Portpatrick railway station was completed in 1861. It was the original terminus of the Portpatrick Railway, in order to serve new steam packet services across the North Channel. After a new harbour was built in Stranraer, Portpatrick declined again as a cross-channel port, and the station closed on 6 February 1950. Portpatrick would likely be the eastern terminus of the proposed road and rail Irish Sea Bridge.

=== Dunskey Castle ===

1/2 mi south of the village is Dunskey Castle, reached via a steep trail incorporating steps and a narrow bridge. The site has seen at least two castles, though the present ruins date from the 16th century.
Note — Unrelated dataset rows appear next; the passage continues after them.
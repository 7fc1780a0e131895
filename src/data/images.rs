//! Image folder dataset
//!
//! Lazily decodes the images produced by the download/extraction tooling,
//! resizes them to the training resolution and scales pixels to `[-1, 1]`.

use std::path::{Path, PathBuf};

use candle_core::{DType, Device, Tensor};
use image::imageops::FilterType;
use image::{GrayImage, RgbImage};
use rand::rngs::StdRng;
use rand::seq::SliceRandom;
use rand::SeedableRng;

use super::{Batch, DatasetSource};
use crate::error::{Error, Result};

const IMAGE_EXTENSIONS: [&str; 3] = ["png", "jpg", "jpeg"];

/// Directory of images yielding fixed-size batches
pub struct ImageFolder {
    paths: Vec<PathBuf>,
    batch_size: usize,
    image_size: usize,
    channels: usize,
    shuffle: bool,
    device: Device,
    rng: StdRng,
}

impl ImageFolder {
    /// Scan `dir` for images.
    ///
    /// Only `channels` of 1 (grayscale) and 3 (RGB) are supported.
    pub fn open(
        dir: impl AsRef<Path>,
        batch_size: usize,
        image_size: usize,
        channels: usize,
        device: Device,
    ) -> Result<Self> {
        let dir = dir.as_ref();
        if !matches!(channels, 1 | 3) {
            return Err(Error::Config(format!(
                "Unsupported channel count {channels}, expected 1 or 3"
            )));
        }

        let mut paths: Vec<PathBuf> = std::fs::read_dir(dir)?
            .filter_map(|e| e.ok())
            .map(|e| e.path())
            .filter(|p| p.is_file() && has_image_extension(p))
            .collect();
        paths.sort();

        if paths.len() < batch_size {
            return Err(Error::Config(format!(
                "Found {} images in {}, fewer than one batch of {}",
                paths.len(),
                dir.display(),
                batch_size
            )));
        }

        tracing::info!(dir = %dir.display(), images = paths.len(), "Indexed image folder");

        Ok(Self {
            paths,
            batch_size,
            image_size,
            channels,
            shuffle: true,
            device,
            rng: StdRng::from_entropy(),
        })
    }

    /// Disable per-epoch shuffling
    pub fn without_shuffle(mut self) -> Self {
        self.shuffle = false;
        self
    }

    /// Use a fixed seed for the per-epoch shuffle
    pub fn with_seed(mut self, seed: u64) -> Self {
        self.rng = StdRng::seed_from_u64(seed);
        self
    }

    /// Number of images found
    pub fn len(&self) -> usize {
        self.paths.len()
    }

    /// Check if empty
    pub fn is_empty(&self) -> bool {
        self.paths.is_empty()
    }
}

impl DatasetSource for ImageFolder {
    type Iter = ImageBatchIter;

    fn iterate_epoch(&mut self) -> ImageBatchIter {
        let mut paths = self.paths.clone();
        if self.shuffle {
            paths.shuffle(&mut self.rng);
        }

        ImageBatchIter {
            paths,
            position: 0,
            batch_size: self.batch_size,
            image_size: self.image_size,
            channels: self.channels,
            device: self.device.clone(),
        }
    }

    fn num_batches(&self) -> Option<usize> {
        Some(self.paths.len() / self.batch_size)
    }
}

/// One pass over an `ImageFolder`; the trailing short batch is dropped
pub struct ImageBatchIter {
    paths: Vec<PathBuf>,
    position: usize,
    batch_size: usize,
    image_size: usize,
    channels: usize,
    device: Device,
}

impl Iterator for ImageBatchIter {
    type Item = Result<Batch>;

    fn next(&mut self) -> Option<Self::Item> {
        let start = self.position;
        let end = start + self.batch_size;
        if end > self.paths.len() {
            return None;
        }
        self.position = end;

        Some(load_batch(
            &self.paths[start..end],
            self.image_size,
            self.channels,
            &self.device,
        ))
    }
}

fn has_image_extension(path: &Path) -> bool {
    path.extension()
        .and_then(|e| e.to_str())
        .map(|e| IMAGE_EXTENSIONS.contains(&e.to_ascii_lowercase().as_str()))
        .unwrap_or(false)
}

/// Decode, resize and normalize a set of images into one `[B, C, H, W]` tensor
fn load_batch(paths: &[PathBuf], size: usize, channels: usize, device: &Device) -> Result<Batch> {
    let plane = size * size;
    let mut data = Vec::with_capacity(paths.len() * channels * plane);

    for path in paths {
        let img = image::open(path)?.resize_exact(size as u32, size as u32, FilterType::Triangle);

        let pixels = match channels {
            1 => img.to_luma8().into_raw(),
            _ => img.to_rgb8().into_raw(),
        };

        // HWC u8 -> CHW f32 in [-1, 1]
        for c in 0..channels {
            data.extend(
                pixels
                    .iter()
                    .skip(c)
                    .step_by(channels)
                    .map(|&p| p as f32 / 127.5 - 1.0),
            );
        }
    }

    Ok(Tensor::from_vec(data, (paths.len(), channels, size, size), device)?)
}

/// Write a `[B, C, H, W]` batch with values in `[-1, 1]` as `0.png` .. `{B-1}.png`
pub fn save_images(batch: &Tensor, out_dir: impl AsRef<Path>) -> Result<Vec<PathBuf>> {
    let out_dir = out_dir.as_ref();
    let (n, channels, height, width) = batch.dims4()?;
    std::fs::create_dir_all(out_dir)?;

    // [-1, 1] -> [0, 255], rounded, as HWC bytes
    let pixels = batch
        .to_dtype(DType::F32)?
        .affine(127.5, 128.0)?
        .clamp(0f32, 255f32)?
        .to_dtype(DType::U8)?
        .permute((0, 2, 3, 1))?
        .contiguous()?
        .flatten_all()?
        .to_vec1::<u8>()?;

    let per_image = channels * height * width;
    let mut paths = Vec::with_capacity(n);
    for (i, raw) in pixels.chunks(per_image).enumerate() {
        let path = out_dir.join(format!("{i}.png"));
        let (w, h) = (width as u32, height as u32);
        match channels {
            1 => GrayImage::from_raw(w, h, raw.to_vec()).map(|img| img.save(&path)),
            3 => RgbImage::from_raw(w, h, raw.to_vec()).map(|img| img.save(&path)),
            _ => None,
        }
        .ok_or_else(|| Error::Config(format!("cannot write {channels}-channel images")))??;
        paths.push(path);
    }

    tracing::info!(dir = %out_dir.display(), images = paths.len(), "Saved generated images");
    Ok(paths)
}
=== Cairn Pat (Cairnpot) Hill Fort or settlement ===
A large fort or walled settlement enclosed an area of 1.2 ha, about 137 × 125 m, within two walls, covered on the west by two ramparts set about 5.5 m and 9.5 m apart, with external ditches. A third rampart 2.1 m thick by 0.3 m high was on the southern approach, outside of which was a low bank about 1.5 m wide. On the west-north-west arc of the second wall there was an entrance gap about 1.2 m wide. On the north a 2.1 m road passed diagonally through the defences from the north-west. From the south-east a natural hollow ran out from the fort, flanked on the west by a face of outcropping rock. At the head of it on the west side within the inner rampart were foundations of a small circular structure measuring internally about 2.1 m and overall 3.7 m.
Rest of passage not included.